• _The task_: Write out every line below with no difference at all.

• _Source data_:
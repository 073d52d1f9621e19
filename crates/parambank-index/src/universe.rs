//! Declaration of the value universe a layout is planned for.

use std::fmt;

use parambank_core::{Binding, ElemType, Expr, Shape};
use serde::{Deserialize, Serialize};

/// Identifier of a clock (or event-driven subsystem) owning discrete values.
#[derive(Debug, Clone, PartialEq, Eq, Hash, PartialOrd, Ord, Serialize, Deserialize)]
#[serde(transparent)]
pub struct ClockId(pub String);

impl fmt::Display for ClockId {
    fn fmt(&self, f: &mut fmt::Formatter<'_>) -> fmt::Result {
        f.write_str(&self.0)
    }
}

impl From<&str> for ClockId {
    fn from(s: &str) -> Self {
        ClockId(s.to_string())
    }
}

impl From<u32> for ClockId {
    fn from(n: u32) -> Self {
        ClockId(n.to_string())
    }
}

/// One declared parameter or unknown.
#[derive(Debug, Clone, PartialEq, Serialize, Deserialize)]
pub struct ValueDecl {
    /// Bare name; also the canonical identity.
    pub name: String,
    pub elem_type: ElemType,
    pub shape: Shape,
    /// Eligible for continuous adjustment (differentiation/optimization).
    pub tunable: bool,
    /// Owning clock for discrete values.
    pub clock: Option<ClockId>,
    /// Alternate terms that resolve to the same value.
    pub aliases: Vec<String>,
    pub default: Option<Binding>,
}

impl ValueDecl {
    /// A non-tunable scalar with no clock, aliases, or default.
    pub fn new(name: &str, elem_type: ElemType) -> Self {
        Self {
            name: name.to_string(),
            elem_type,
            shape: Shape::Scalar,
            tunable: false,
            clock: None,
            aliases: Vec::new(),
            default: None,
        }
    }

    /// A tunable float scalar.
    pub fn tunable_real(name: &str) -> Self {
        Self::new(name, ElemType::Float).tunable()
    }

    pub fn with_shape(mut self, shape: Shape) -> Self {
        self.shape = shape;
        self
    }

    pub fn tunable(mut self) -> Self {
        self.tunable = true;
        self
    }

    pub fn on_clock(mut self, clock: impl Into<ClockId>) -> Self {
        self.clock = Some(clock.into());
        self
    }

    pub fn alias(mut self, alias: &str) -> Self {
        self.aliases.push(alias.to_string());
        self
    }

    pub fn with_default(mut self, default: impl Into<Binding>) -> Self {
        self.default = Some(default.into());
        self
    }
}

/// A dependency equation `name = rhs`. The left-hand side gets no slot.
#[derive(Debug, Clone, PartialEq, Serialize, Deserialize)]
pub struct Dependency {
    pub name: String,
    pub rhs: Expr,
}

/// The complete set of values a layout is planned for.
#[derive(Debug, Clone, Default, PartialEq, Serialize, Deserialize)]
pub struct Universe {
    /// System name used for namespaced aliases (`system.name`).
    pub system: String,
    pub values: Vec<ValueDecl>,
    pub dependencies: Vec<Dependency>,
}

impl Universe {
    pub fn new(system: &str) -> Self {
        Self {
            system: system.to_string(),
            values: Vec::new(),
            dependencies: Vec::new(),
        }
    }

    pub fn with_value(mut self, decl: ValueDecl) -> Self {
        self.values.push(decl);
        self
    }

    pub fn with_dependency(mut self, name: &str, rhs: Expr) -> Self {
        self.dependencies.push(Dependency {
            name: name.to_string(),
            rhs,
        });
        self
    }

    pub fn push_value(&mut self, decl: ValueDecl) {
        self.values.push(decl);
    }

    pub fn push_dependency(&mut self, name: &str, rhs: Expr) {
        self.dependencies.push(Dependency {
            name: name.to_string(),
            rhs,
        });
    }
}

• _Solution for this problem_:
repository 073d52d1f9621e19
filename crates/parambank-index/src/universe.rs
//! Declaration of the value universe a layout is planned for.

use std::fmt;

use parambank_core::{Binding, ElemType, Expr, Shape};
use serde::{Deserialize, Serialize};

/// Identifier of a clock (or event-driven subsystem) owning discrete values.
#[derive(Debug, Clone, PartialEq, Eq, Hash, PartialOrd, Ord, Serialize, Deserialize)]
#[serde(transparent)]
pub struct ClockId(pub String);

impl fmt::Display for ClockId {
    fn fmt(&self, f: &mut fmt::Formatter<'_>) -> fmt::Result {
        f.write_str(&self.0)
    }
}

impl From<&str> for ClockId {
    fn from(s: &str) -> Self {
        ClockId(s.to_string())
    }
}

impl From<u32> for ClockId {
    fn from(n: u32) -> Self {
        ClockId(n.to_string())
    }
}

/// One declared parameter or unknown.
#[derive(Debug, Clone, PartialEq, Serialize, Deserialize)]
pub struct ValueDecl {
    /// Bare name; also the canonical identity.
    pub name: String,
    pub elem_type: ElemType,
    pub shape: Shape,
    /// Eligible for continuous adjustment (differentiation/optimization).
    pub tunable: bool,
    /// Owning clock for discrete values.
    pub clock: Option<ClockId>,
    /// Alternate terms that resolve to the same value.
    pub aliases: Vec<String>,
    pub default: Option<Binding>,
}

impl ValueDecl {
    /// A non-tunable scalar with no clock, aliases, or default.
    pub fn new(name: &str, elem_type: ElemType) -> Self {
        Self {
            name: name.to_string(),
            elem_type,
            shape: Shape::Scalar,
            tunable: false,
            clock: None,
            aliases: Vec::new(),
            default: None,
        }
    }

    /// A tunable float scalar.
    pub fn tunable_real(name: &str) -> Self {
        Self::new(name, ElemType::Float).tunable()
    }

    pub fn with_shape(mut self, shape: Shape) -> Self {
        self.shape = shape;
        self
    }

    pub fn tunable(mut self) -> Self {
        self.tunable = true;
        self
    }

    pub fn on_clock(mut self, clock: impl Into<ClockId>) -> Self {
        self.clock = Some(clock.into());
        self
    }

    pub fn alias(mut self, alias: &str) -> Self {
        self.aliases.push(alias.to_string());
        self
    }

    pub fn with_default(mut self, default: impl Into<Binding>) -> Self {
        self.default = Some(default.into());
        self
    }
}

/// A dependency equation `name = rhs`. The left-hand side gets no slot.
#[derive(Debug, Clone, PartialEq, Serialize, Deserialize)]
pub struct Dependency {
    pub name: String,
    pub rhs: Expr,
}

/// The complete set of values a layout is planned for.
#[derive(Debug, Clone, Default, PartialEq, Serialize, Deserialize)]
pub struct Universe {
    /// System name used for namespaced aliases (`system.name`).
    pub system: String,
    pub values: Vec<ValueDecl>,
    pub dependencies: Vec<Dependency>,
}

impl Universe {
    pub fn new(system: &str) -> Self {
        Self {
            system: system.to_string(),
            values: Vec::new(),
            dependencies: Vec::new(),
        }
    }

    pub fn with_value(mut self, decl: ValueDecl) -> Self {
        self.values.push(decl);
        self
    }

    pub fn with_dependency(mut self, name: &str, rhs: Expr) -> Self {
        self.dependencies.push(Dependency {
            name: name.to_string(),
            rhs,
        });
        self
    }

    pub fn push_value(&mut self, decl: ValueDecl) {
        self.values.push(decl);
    }

    pub fn push_dependency(&mut self, name: &str, rhs: Expr) {
        self.dependencies.push(Dependency {
            name: name.to_string(),
            rhs,
        });
    }
}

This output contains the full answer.